Some pro-choicers form their abortion stances around the point that the human inside the woman experiences pain, which occurs at about twenty weeks of gestation. This is what we may call a sensory experience—it’s constituted by information from the sense organs. I will demonstrate how particular arguments grounded in this idea are inimical to a pro-choice conclusion.
Pro-choicers frequently argue that the unborn human is not worthy of moral consideration until she is having a sensory experience. But this is unreasonable. Consider a baby that is born into a coma and is not actively experiencing anything. Would it follow that the lack of sensation means it is permissible to kill the baby? Of course not—no one would seriously argue that a recently born baby is not a moral agent because she lacks sensation. At this point, pro-choicers often pivot their attention to the location of the baby and how that makes the comparison disanalogous.

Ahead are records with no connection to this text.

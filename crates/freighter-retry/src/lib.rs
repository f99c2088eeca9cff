//! Bounded exponential backoff.
//!
//! Every network call freighter makes goes through [`retry`], so transient
//! registry trouble is absorbed the same way everywhere: exponential delay
//! between attempts, capped, with jitter to keep concurrent publishes from
//! stampeding.

use std::thread;
use std::time::Duration;

use rand::Rng;
use serde::{Deserialize, Serialize};

/// Cap on the exponent so the uncapped delay cannot overflow.
const MAX_EXPONENT: u32 = 16;

/// Backoff policy shared by every registry call.
///
/// Deserializes from `.freighter.toml` with humantime strings, so
/// `base_delay = "500ms"` and `max_delay = "1m"` read naturally.
#[derive(Debug, Clone, PartialEq, Serialize, Deserialize)]
pub struct BackoffConfig {
    /// Total attempts, including the first. Clamped to at least one.
    #[serde(default = "default_max_attempts")]
    pub max_attempts: u32,
    #[serde(default = "default_base_delay", with = "humantime_serde")]
    pub base_delay: Duration,
    #[serde(default = "default_max_delay", with = "humantime_serde")]
    pub max_delay: Duration,
    /// Jitter fraction in `[0, 1)`; 0.3 means each delay is scaled by a
    /// random factor in `[0.7, 1.3]`.
    #[serde(default = "default_jitter")]
    pub jitter: f64,
}

fn default_max_attempts() -> u32 {
    4
}

fn default_base_delay() -> Duration {
    Duration::from_secs(1)
}

fn default_max_delay() -> Duration {
    Duration::from_secs(30)
}

fn default_jitter() -> f64 {
    0.3
}

impl Default for BackoffConfig {
    fn default() -> Self {
        BackoffConfig {
            max_attempts: default_max_attempts(),
            base_delay: default_base_delay(),
            max_delay: default_max_delay(),
            jitter: default_jitter(),
        }
    }
}

/// Delay to sleep after failed attempt `attempt` (1-based).
///
/// Doubles per attempt from `base_delay`, capped at `max_delay`, then
/// jittered. The jitter factor may push the result slightly past the cap.
pub fn delay_for_attempt(config: &BackoffConfig, attempt: u32) -> Duration {
    let exponent = attempt.saturating_sub(1).min(MAX_EXPONENT);
    let uncapped = config.base_delay.saturating_mul(1u32 << exponent);
    apply_jitter(uncapped.min(config.max_delay), config.jitter)
}

fn apply_jitter(delay: Duration, jitter: f64) -> Duration {
    if jitter <= 0.0 {
        return delay;
    }
    let jitter = jitter.min(0.99);
    let roll: f64 = rand::rng().random();
    let factor = 1.0 - jitter + roll * 2.0 * jitter;
    delay.mul_f64(factor)
}

/// Run `op` until it succeeds or attempts are exhausted, sleeping the
/// backoff delay between attempts. `op` receives the 1-based attempt
/// number; the final error is returned unchanged.
pub fn retry<T, E, F>(config: &BackoffConfig, mut op: F) -> Result<T, E>
where
    F: FnMut(u32) -> Result<T, E>,
{
    let attempts = config.max_attempts.max(1);
    let mut attempt = 1;
    loop {
        match op(attempt) {
            Ok(value) => return Ok(value),
            Err(err) if attempt >= attempts => return Err(err),
            Err(_) => {
                thread::sleep(delay_for_attempt(config, attempt));
                attempt += 1;
            }
        }
    }
}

But this is to say nothing about the sufficiency of active sensory experience in our moral considerations, which is the current object of our attention.
Pro-choicers will sometimes argue that it’s not an active sensory experience that grounds moral worth, but rather the capability for such. Within the coma hypothetical above, they might say that the recently conceived human does not have the capability to deploy a sensory experience, but a baby in a coma does have said capability. Therefore, it is acceptable to kill the recently conceived human but not the one in a coma.
Let’s formulate a fundamental understanding of capability to address this argument adequately. Capability is always in reference to a way in which a being may actually exist; we may use it differently, but every proper usage will maintain this necessary aspect. Consider burning your tongue on a scalding hot drink—when your tongue comes into contact with the liquid, the pain experienced is present in what we might call an actual way. Of course, you can remove your tongue, and eventually, that feeling will cease. But that pain can return—you have the capability to burn your tongue again on the liquid. Both our capability—our potential—to experience pain and the actuality of experiencing it are fundamental to our being.
This is not to say that it must always be actualized. It may be the case that for the rest of your life, you will never be exposed to an extremely hot drink again. It wouldn’t then follow that you are no longer fundamentally in possession of the capability to experience the burn produced by those circumstances—that is still a very real aspect of what you are.
Similarly, the human recently conceived and the human in a coma can both be said to possess the capability to experience sensation. While it is true that the recently conceived human is not in the proper circumstances for such an experience to be actualized, it cannot be said that her being is fundamentally incapable of such an experience; under the suitable particulars, that feature tends to come about. This is then problematic for the pro-choice position, as all humans, including the unborn, are always in possession of this fundamental capability.
Continuing with the hypothetical coma scenario, a pro-choicer may prefer a more specific characterization of capability. She may even be inclined to the metaphysical merit of a capability being some sort of fundamental potential of a being, but is more interested in how the term is commonly used. She may reason that the human outside the womb—though not actively sensing—is closer to deploying a sensory experience, which makes the being capable in a way that the recently conceived human is not. Of course, we may be entirely in the dark as to when the baby in the coma will have sensation, but it could occur instantaneously, which is not the case for a recently conceived human. Thus, because of the lack of this sort of capability, there is no wrongness in aborting the recently conceived human.
The idea that the experience feels more attainable may make depriving a being of such more wrong. However, for that to be the case, there must be a wrongness in depriving a human of specifically actualizing a sensory experience. Otherwise, the explanatory power would have to come simply from the fact that an actuality is being denied. But it is not per se wrong to prohibit the actualization of something; there are plenty of powers within our nature that ought to be suppressed.
Since there must be wrongness in intentionally prohibiting a human from actualizing a sensory experience, there is wrongness in aborting the recently conceived human. While said experience may be understood as a distant outcome, an abortion still denies its realization. Thus, this pro-choice framework must reckon with this unavoidable issue.